#### Data provided

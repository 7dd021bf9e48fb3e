// Imports
use itertools::Itertools;
use ndarray::{Array2, Axis};
use thiserror::Error;

use crate::{
    clustering::{Coloring, Dendrogram, Linkage, Method, linkage},
    correlation::pearson_matrix,
    data::Frame,
};

#[derive(Debug, Clone, Copy)]
pub struct ClusterParameters {
    pub method: Method,
    /// Maximum number of characters kept for each feature name
    pub max_chars: usize,
    pub parallel: bool,
    pub coloring: Coloring,
}

impl Default for ClusterParameters {
    fn default() -> Self {
        Self { method: Method::Ward, max_chars: 60, parallel: true, coloring: Coloring::default() }
    }
}

/// Correlation matrix of a frame's features, reordered along both axes by hierarchical clustering
#[derive(Debug, Clone)]
pub struct ClusteredCorrelation {
    pub matrix: Array2<f64>,
    pub row_labels: Vec<String>,
    pub column_labels: Vec<String>,
    pub row_linkage: Linkage,
    pub column_linkage: Linkage,
    pub row_dendrogram: Dendrogram,
    pub column_dendrogram: Dendrogram,
}

impl ClusteredCorrelation {
    pub fn compute(
        frame: &Frame,
        params: &ClusterParameters,
    ) -> Result<Self, Error> {
        let corr = pearson_matrix(frame.values(), params.parallel)?;
        tracing::debug!(nb_features = corr.nrows(), "computed correlation matrix");

        let row_linkage = linkage(corr.view(), params.method)?;
        let column_linkage = linkage(corr.t(), params.method)?;

        let row_dendrogram = Dendrogram::from_linkage(&row_linkage, params.coloring);
        let column_dendrogram = Dendrogram::from_linkage(&column_linkage, params.coloring);

        let matrix = permute(&corr, row_dendrogram.leaves(), column_dendrogram.leaves());

        let labels = frame.truncated_columns(params.max_chars);
        let row_labels = row_dendrogram.leaves().iter().map(|&idx| labels[idx].clone()).collect_vec();
        let column_labels = column_dendrogram.leaves().iter().map(|&idx| labels[idx].clone()).collect_vec();
        if row_labels != column_labels {
            tracing::warn!("row and column leaf orders differ, the reordered matrix is not symmetric");
        }

        Ok(Self { matrix, row_labels, column_labels, row_linkage, column_linkage, row_dendrogram, column_dendrogram })
    }

    pub fn nb_features(&self) -> usize {
        self.matrix.nrows()
    }
}

/// Reorders the rows of `matrix` by `rows`, then its columns by `cols`
pub fn permute(
    matrix: &Array2<f64>,
    rows: &[usize],
    cols: &[usize],
) -> Array2<f64> {
    matrix.select(Axis(0), rows).select(Axis(1), cols)
}

#[derive(Debug, Error)]
pub enum Error {
    #[error(transparent)]
    Correlation(#[from] crate::correlation::Error),
    #[error(transparent)]
    Clustering(#[from] crate::clustering::Error),
    #[error(transparent)]
    Data(#[from] crate::data::Error),
    #[error(transparent)]
    IO(#[from] crate::io::Error),
    #[error(transparent)]
    Plot(#[from] crate::plot::Error),
}

#[cfg(test)]
mod test {
    use ndarray::array;

    use super::*;
    use crate::assert_float_eq;

    fn frame() -> Frame {
        // `a` and `c` move together, `b` and `d` move together, both groups are anti-correlated
        let values = array![
            [1.0, 9.0, 1.1, 8.7],
            [2.0, 7.5, 2.3, 7.9],
            [3.0, 6.0, 2.8, 5.5],
            [4.0, 4.0, 4.2, 4.4],
            [5.0, 2.5, 5.1, 2.0],
        ];
        let columns = ["a", "b", "c", "d"].map(str::to_string).to_vec();
        Frame::new(columns, None, values).unwrap()
    }

    #[test]
    fn permute_test() {
        let matrix = array![[1.0, 0.2, 0.3], [0.2, 1.0, 0.6], [0.3, 0.6, 1.0]];
        let order = [2, 0, 1];

        let output = permute(&matrix, &order, &order);

        assert_eq!(output, array![[1.0, 0.3, 0.6], [0.3, 1.0, 0.2], [0.6, 0.2, 1.0]]);
        assert_eq!(output, output.t());
    }

    #[test]
    fn clustered_correlation_test() {
        let cc = ClusteredCorrelation::compute(&frame(), &ClusterParameters::default()).unwrap();

        assert_eq!(cc.nb_features(), 4);
        assert_eq!(cc.row_labels, cc.column_labels);
        assert_eq!(cc.row_dendrogram.leaves(), cc.column_dendrogram.leaves());
        assert_eq!(cc.matrix, cc.matrix.t());
        for i in 0..4 {
            assert_float_eq!(cc.matrix[[i, i]], 1.0);
        }

        // the two groups end up adjacent in the leaf order
        let groups = cc.row_labels.iter().map(|label| matches!(label.as_str(), "a" | "c")).collect_vec();
        assert!(groups == [true, true, false, false] || groups == [false, false, true, true]);
        assert!(cc.matrix[[0, 1]] > 0.9);
        assert!(cc.matrix[[0, 3]] < -0.9);
    }

    #[test]
    fn clustered_correlation_truncates_labels_test() {
        let columns = ["alpha", "beta", "gamma"].map(str::to_string).to_vec();
        let values = array![[1.0, 2.0, 0.5], [2.0, 1.0, 0.1], [3.0, 3.0, 0.9]];
        let frame = Frame::new(columns, None, values).unwrap();
        let params = ClusterParameters { max_chars: 3, parallel: false, ..Default::default() };

        let cc = ClusteredCorrelation::compute(&frame, &params).unwrap();

        assert_eq!(cc.row_labels.iter().sorted().collect_vec(), ["alp...", "bet...", "gam..."]);
    }
}
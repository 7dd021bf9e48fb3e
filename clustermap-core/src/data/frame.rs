// Imports
use itertools::Itertools;
use ndarray::{Array2, ArrayView2};
use rand::Rng;
use thiserror::Error;

/// Tabular data, each row a sample and each column a feature
#[derive(Debug, Clone, PartialEq)]
pub struct Frame {
    columns: Vec<String>,
    index: Vec<String>,
    values: Array2<f64>,
}

impl Frame {
    pub const MIN_NB_SAMPLES: usize = 2;

    pub fn new(
        columns: Vec<String>,
        index: Option<Vec<String>>,
        values: Array2<f64>,
    ) -> Result<Self, Error> {
        let (nb_samples, nb_features) = values.dim();
        if nb_features == 0 || columns.is_empty() {
            return Err(Error::NoFeatures);
        }
        if columns.len() != nb_features {
            return Err(Error::ColumnMismatch(columns.len(), nb_features));
        }
        if nb_samples < Self::MIN_NB_SAMPLES {
            return Err(Error::TooFewSamples(nb_samples));
        }
        let index = match index {
            Some(index) if index.len() != nb_samples => {
                return Err(Error::IndexMismatch(index.len(), nb_samples));
            }
            Some(index) => index,
            None => (0..nb_samples).map(|i| format!("sample-{i}")).collect_vec(),
        };
        if let Some(((row, col), _)) = values.indexed_iter().find(|(_, val)| !val.is_finite()) {
            return Err(Error::NonFinite { row, column: columns[col].clone() });
        }

        Ok(Self { columns, index, values })
    }

    /// Uniformly distributed values in `[0, 1)`, named `feature-{i}` and `sample-{i}`
    pub fn random_uniform<R: Rng>(
        nb_samples: usize,
        nb_features: usize,
        rng: &mut R,
    ) -> Result<Self, Error> {
        let values = Array2::from_shape_simple_fn((nb_samples, nb_features), || rng.random::<f64>());
        let columns = (0..nb_features).map(|i| format!("feature-{i}")).collect_vec();
        Self::new(columns, None, values)
    }

    pub fn columns(&self) -> &[String] {
        &self.columns
    }

    pub fn index(&self) -> &[String] {
        &self.index
    }

    pub fn values(&self) -> ArrayView2<'_, f64> {
        self.values.view()
    }

    pub fn nb_samples(&self) -> usize {
        self.values.nrows()
    }

    pub fn nb_features(&self) -> usize {
        self.values.ncols()
    }

    pub fn truncated_columns(
        &self,
        max_chars: usize,
    ) -> Vec<String> {
        self.columns.iter().map(|name| truncate_label(name, max_chars)).collect_vec()
    }
}

/// Cuts `name` down to `max_chars` characters followed by `...`, names that already fit are returned as-is
pub fn truncate_label(
    name: &str,
    max_chars: usize,
) -> String {
    match name.char_indices().nth(max_chars) {
        Some((byte_idx, _)) => [&name[..byte_idx], "..."].concat(),
        None => name.to_string(),
    }
}

#[derive(Debug, Error)]
pub enum Error {
    #[error("Expected at least one feature column")]
    NoFeatures,
    #[error("Got {0} column names for {1} feature columns")]
    ColumnMismatch(usize, usize),
    #[error("Got {0} sample names for {1} samples")]
    IndexMismatch(usize, usize),
    #[error("Expected at least {min} samples, got {0}", min = Frame::MIN_NB_SAMPLES)]
    TooFewSamples(usize),
    #[error("Non-finite value in sample {row} of feature '{column}'")]
    NonFinite { row: usize, column: String },
}

#[cfg(test)]
mod test {
    use ndarray::array;
    use rand::SeedableRng;

    use super::*;

    #[test]
    fn truncate_label_test() {
        assert_eq!(truncate_label("feature-1", 60), "feature-1");
        assert_eq!(truncate_label("feature-1", 9), "feature-1");
        assert_eq!(truncate_label("feature-10", 9), "feature-1...");
        assert_eq!(truncate_label("température", 4), "temp...");
        assert_eq!(truncate_label("ééééé", 2), "éé...");
        assert_eq!(truncate_label("abc", 0), "...");
    }

    #[test]
    fn frame_validation_test() {
        let columns = vec!["a".to_string(), "b".to_string()];

        let frame = Frame::new(columns.clone(), None, array![[1.0, 2.0], [3.0, 4.0]]).unwrap();
        assert_eq!(frame.index(), ["sample-0", "sample-1"]);
        assert_eq!((frame.nb_samples(), frame.nb_features()), (2, 2));

        assert!(matches!(
            Frame::new(columns.clone(), None, array![[1.0, 2.0]]),
            Err(Error::TooFewSamples(1))
        ));
        assert!(matches!(
            Frame::new(vec!["a".to_string()], None, array![[1.0, 2.0], [3.0, 4.0]]),
            Err(Error::ColumnMismatch(1, 2))
        ));
        assert!(matches!(
            Frame::new(columns.clone(), Some(vec!["x".to_string()]), array![[1.0, 2.0], [3.0, 4.0]]),
            Err(Error::IndexMismatch(1, 2))
        ));
        match Frame::new(columns, None, array![[1.0, 2.0], [3.0, f64::NAN]]) {
            Err(Error::NonFinite { row, column }) => assert_eq!((row, column.as_str()), (1, "b")),
            other => panic!("unexpected result: {other:?}"),
        }
    }

    #[test]
    fn random_uniform_test() {
        let mut rng = rand::rngs::StdRng::seed_from_u64(7);
        let frame = Frame::random_uniform(100, 10, &mut rng).unwrap();
        assert_eq!((frame.nb_samples(), frame.nb_features()), (100, 10));
        assert_eq!(frame.columns()[9], "feature-9");
        assert_eq!(frame.index()[99], "sample-99");
        assert!(frame.values().iter().all(|val| (0.0..1.0).contains(val)));
    }
}
// Imports
use itertools::Itertools;
use ndarray::{Array1, Array2, ArrayView2, Axis};
use rayon::iter::{IntoParallelIterator, ParallelIterator};
use thiserror::Error;

/// Pearson correlation coefficients between the columns of `values` (one row per sample), the output is
/// symmetric with a unit diagonal and every coefficient clipped to `[-1, 1]`
pub fn pearson_matrix(
    values: ArrayView2<f64>,
    parallel: bool,
) -> Result<Array2<f64>, Error> {
    let (nb_samples, nb_features) = values.dim();
    if nb_samples < 2 {
        return Err(Error::TooFewSamples(nb_samples));
    }

    let means: Array1<f64> = values.mean_axis(Axis(0)).ok_or(Error::TooFewSamples(nb_samples))?;
    let centered: Array2<f64> = &values - &means;
    let norms: Array1<f64> = centered.map_axis(Axis(0), |col| col.dot(&col).sqrt());

    if let Some((column, _)) = norms.iter().find_position(|&&norm| norm == 0.0) {
        return Err(Error::ZeroVariance { column });
    }

    let coefficient = |(i, j): (usize, usize)| -> f64 {
        let num = centered.column(i).dot(&centered.column(j));
        (num / (norms[i] * norms[j])).clamp(-1.0, 1.0)
    };

    let pairs = (0..nb_features).tuple_combinations::<(usize, usize)>().collect_vec();
    let coefficients: Vec<f64> = if parallel {
        pairs.clone().into_par_iter().map(coefficient).collect()
    } else {
        pairs.iter().copied().map(coefficient).collect()
    };

    let mut output = Array2::<f64>::eye(nb_features);
    for ((i, j), coef) in pairs.into_iter().zip_eq(coefficients) {
        output[[i, j]] = coef;
        output[[j, i]] = coef;
    }

    Ok(output)
}

#[derive(Debug, Error)]
pub enum Error {
    #[error("Expected at least two samples to compute correlations, got {0}")]
    TooFewSamples(usize),
    #[error("Feature {column} has zero variance, its correlation coefficients are undefined")]
    ZeroVariance { column: usize },
}

#[cfg(test)]
mod test {
    use ndarray::array;

    use super::*;
    use crate::assert_float_eq;

    #[test]
    fn pearson_matrix_test() {
        let values = array![[1.0, 2.0, 3.0], [2.0, 4.0, 1.0], [3.0, 6.0, 2.0], [4.0, 8.0, 0.0]];

        let corr = pearson_matrix(values.view(), false).unwrap();

        assert_eq!(corr.dim(), (3, 3));
        for i in 0..3 {
            assert_float_eq!(corr[[i, i]], 1.0);
        }
        // column 1 is an exact multiple of column 0
        assert_float_eq!(corr[[0, 1]], 1.0);
        // x = [1, 2, 3, 4], z = [3, 1, 2, 0] -> cov = -4 / 3, var(x) = var(z) = 5 / 3
        assert_float_eq!(corr[[0, 2]], -0.8);
        assert_float_eq!(corr[[2, 1]], -0.8);
        assert_eq!(corr, corr.t());
    }

    #[test]
    fn pearson_matrix_parallel_matches_sequential_test() {
        let values = array![
            [0.1, 0.7, 0.3, 0.9],
            [0.5, 0.2, 0.8, 0.4],
            [0.9, 0.6, 0.1, 0.3],
            [0.2, 0.9, 0.5, 0.7],
            [0.4, 0.1, 0.6, 0.2],
        ];
        assert_eq!(pearson_matrix(values.view(), true).unwrap(), pearson_matrix(values.view(), false).unwrap());
    }

    #[test]
    fn pearson_matrix_zero_variance_test() {
        let values = array![[1.0, 5.0], [2.0, 5.0], [3.0, 5.0]];
        assert!(matches!(pearson_matrix(values.view(), false), Err(Error::ZeroVariance { column: 1 })));
    }
}
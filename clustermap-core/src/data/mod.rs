// Modules
mod frame;

// Re-exports
pub use frame::{Error, Frame, truncate_label};
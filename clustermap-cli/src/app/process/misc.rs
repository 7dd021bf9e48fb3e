use super::*;

pub fn process_misc(
    mut mat: ArgMatches,
    config: &Config,
) -> anyhow::Result<()> {
    let Some((subcommand, sub_mat)) = mat.remove_subcommand() else {
        return Ok(());
    };

    match subcommand.as_str() {
        "generate-shell-completions" => process_misc_generate_shell_completions(sub_mat, config),
        _ => Ok(()),
    }
}

fn process_misc_generate_shell_completions(
    mut mat: ArgMatches,
    _config: &Config,
) -> anyhow::Result<()> {
    if let Some(generator) = mat.remove_one::<clap_complete::Shell>("shell") {
        let mut cmd = crate::app::cli::build_cli();
        let bin_name = cmd.get_name().to_string();
        clap_complete::generate(generator, &mut cmd, bin_name, &mut std::io::stdout());
        Ok(())
    } else {
        bail!("No valid shell (generator) provided")
    }
}
use clustermap_core::prelude::*;
use divan::{Bencher, black_box};
use rand::SeedableRng;

const NB_SAMPLES: usize = 100;

fn correlation_matrix(nb_features: usize) -> ndarray::Array2<f64> {
    let mut rng = rand::rngs::StdRng::seed_from_u64(42);
    let frame = Frame::random_uniform(NB_SAMPLES, nb_features, &mut rng).unwrap();
    pearson_matrix(frame.values(), false).unwrap()
}

#[divan::bench(args = [10, 100, 400])]
fn ward_linkage(
    bencher: Bencher,
    nb_features: usize,
) {
    let corr = correlation_matrix(nb_features);
    bencher.bench(|| linkage(black_box(corr.view()), Method::Ward).unwrap());
}

#[divan::bench(args = [10, 100, 400])]
fn average_linkage(
    bencher: Bencher,
    nb_features: usize,
) {
    let corr = correlation_matrix(nb_features);
    bencher.bench(|| linkage(black_box(corr.view()), Method::Average).unwrap());
}

#[divan::bench(args = [false, true])]
fn pearson(
    bencher: Bencher,
    parallel: bool,
) {
    let mut rng = rand::rngs::StdRng::seed_from_u64(42);
    let frame = Frame::random_uniform(NB_SAMPLES, 200, &mut rng).unwrap();
    bencher.bench(|| pearson_matrix(black_box(frame.values()), parallel).unwrap());
}

fn main() {
    // Run registered benchmarks.
    divan::main();
}
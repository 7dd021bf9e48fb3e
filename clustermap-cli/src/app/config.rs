use std::io::{Read, Write};

use clustermap_core::clustering::Method;
use serde::{Deserialize, Serialize};

#[derive(Debug, Clone, Deserialize)]
#[serde(from = "ConfigPrecursor")]
pub struct Config {
    pub figure_width_in: f64,
    pub figure_height_in: f64,
    pub dpi: u32,
    pub label_size_pt: f64,
    pub max_chars: usize,
    pub linkage_method: Method,
    pub multithreading_flag: bool,
    pub export_compression_level: u8,
}

impl Config {
    pub const FILENAME: &'static str = "config.json";

    pub fn load(filepath: &std::path::Path) -> Self {
        match Self::from_file(filepath) {
            Ok(config) => config,
            Err(err) => {
                tracing::warn!("failed to load configuration from file, '{err}'");
                let config = ConfigPrecursor::default();
                let Ok(downcast_error) = err.downcast::<std::io::Error>() else {
                    return config.into();
                };
                if downcast_error.kind() == std::io::ErrorKind::NotFound {
                    match config.to_file(filepath) {
                        Ok(()) => {
                            tracing::warn!("created default configuration file, at '{}'", filepath.display())
                        }
                        Err(error) => tracing::warn!(
                            "failed to create default configuration file, at '{}', caused by '{}'",
                            filepath.display(),
                            error
                        ),
                    }
                }
                config.into()
            }
        }
    }

    fn from_file(filepath: &std::path::Path) -> anyhow::Result<Self> {
        let mut buffer: Vec<u8> = Vec::new();
        std::fs::OpenOptions::new()
            .create(false)
            .read(true)
            .open(filepath)?
            .read_to_end(&mut buffer)?;
        Ok(ijson::from_value(&serde_json::from_slice(&buffer)?)?)
    }
}

impl Default for Config {
    fn default() -> Self {
        ConfigPrecursor::default().into()
    }
}

impl From<ConfigPrecursor> for Config {
    fn from(value: ConfigPrecursor) -> Self {
        let linkage_method = value.linkage_method.parse::<Method>().unwrap_or_else(|e| {
            tracing::warn!("{e}, falling back to '{}'", Method::default());
            Method::default()
        });
        let dpi = if value.dpi == 0 {
            tracing::warn!("a dpi of 0 is invalid, falling back to {}", ConfigPrecursor::DEFAULT_DPI);
            ConfigPrecursor::DEFAULT_DPI
        } else {
            value.dpi
        };
        let figure_width_in =
            positive_or_default("figure_width_in", value.figure_width_in, ConfigPrecursor::DEFAULT_FIGURE_SIZE_IN);
        let figure_height_in =
            positive_or_default("figure_height_in", value.figure_height_in, ConfigPrecursor::DEFAULT_FIGURE_SIZE_IN);
        let label_size_pt =
            positive_or_default("label_size_pt", value.label_size_pt, ConfigPrecursor::DEFAULT_LABEL_SIZE_PT);
        Self {
            figure_width_in,
            figure_height_in,
            dpi,
            label_size_pt,
            max_chars: value.max_chars,
            linkage_method,
            multithreading_flag: value.multithreading_flag,
            export_compression_level: value.export_compression_level,
        }
    }
}

fn positive_or_default(
    name: &str,
    value: f64,
    default: f64,
) -> f64 {
    if value.is_finite() && value > 0.0 {
        value
    } else {
        tracing::warn!("`{name}` must be a positive number, got {value}, falling back to {default}");
        default
    }
}

#[derive(Debug, Clone, Serialize, Deserialize)]
#[serde(default, rename = "config")]
pub struct ConfigPrecursor {
    pub figure_width_in: f64,
    pub figure_height_in: f64,
    pub dpi: u32,
    pub label_size_pt: f64,
    pub max_chars: usize,
    pub linkage_method: String,
    pub multithreading_flag: bool,
    pub export_compression_level: u8,
}

impl ConfigPrecursor {
    const DEFAULT_DPI: u32 = 100;
    const DEFAULT_FIGURE_SIZE_IN: f64 = 12.0;
    const DEFAULT_LABEL_SIZE_PT: f64 = 10.0;
}

impl Default for ConfigPrecursor {
    fn default() -> Self {
        Self {
            figure_width_in: Self::DEFAULT_FIGURE_SIZE_IN,
            figure_height_in: Self::DEFAULT_FIGURE_SIZE_IN,
            dpi: Self::DEFAULT_DPI,
            label_size_pt: Self::DEFAULT_LABEL_SIZE_PT,
            max_chars: 60,
            linkage_method: Method::default().to_string(),
            multithreading_flag: true,
            export_compression_level: 5,
        }
    }
}

impl ConfigPrecursor {
    fn to_file(
        &self,
        filepath: &std::path::Path,
    ) -> anyhow::Result<()> {
        let mut file = std::fs::OpenOptions::new().write(true).create_new(true).open(filepath)?;

        file.write_all(&serde_json::to_vec_pretty(&ijson::to_value(self)?)?)?;
        file.flush()?;
        Ok(())
    }
}

#[cfg(test)]
mod test {
    use super::*;

    #[test]
    fn partial_config_test() {
        let config: Config = serde_json::from_str(r#"{ "dpi": 300, "linkage_method": "average" }"#).unwrap();

        assert_eq!(config.dpi, 300);
        assert_eq!(config.linkage_method, Method::Average);
        assert_eq!(config.max_chars, 60);
        assert_eq!(config.figure_width_in, 12.0);
    }

    #[test]
    fn invalid_config_values_test() {
        let config: Config = serde_json::from_str(r#"{ "dpi": 0, "linkage_method": "centroid" }"#).unwrap();

        assert_eq!(config.dpi, 100);
        assert_eq!(config.linkage_method, Method::Ward);
    }

    #[test]
    fn invalid_figure_size_test() {
        let config: Config =
            serde_json::from_str(r#"{ "figure_width_in": -3.0, "figure_height_in": 0.0, "label_size_pt": 0.0 }"#)
                .unwrap();

        assert_eq!(config.figure_width_in, 12.0);
        assert_eq!(config.figure_height_in, 12.0);
        assert_eq!(config.label_size_pt, 10.0);

        let config = Config::from(ConfigPrecursor { figure_width_in: f64::NAN, ..Default::default() });
        assert_eq!(config.figure_width_in, 12.0);

        let config: Config = serde_json::from_str(r#"{ "figure_width_in": 6.4, "figure_height_in": 4.8 }"#).unwrap();
        assert_eq!((config.figure_width_in, config.figure_height_in), (6.4, 4.8));
    }

    #[test]
    fn missing_config_file_falls_back_to_defaults_test() {
        let dir = std::env::temp_dir().join(format!("clustermap-config-test-{}", std::process::id()));
        std::fs::create_dir_all(&dir).unwrap();
        let filepath = dir.join(Config::FILENAME);
        let _ = std::fs::remove_file(&filepath);

        let config = Config::load(&filepath);

        assert_eq!(config.dpi, 100);
        assert!(filepath.exists());
        assert_eq!(Config::load(&filepath).label_size_pt, 10.0);
        std::fs::remove_dir_all(&dir).unwrap();
    }
}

########

Count how many lines in the listing contain the string "least". Only that number should be given.

Problem solution: 3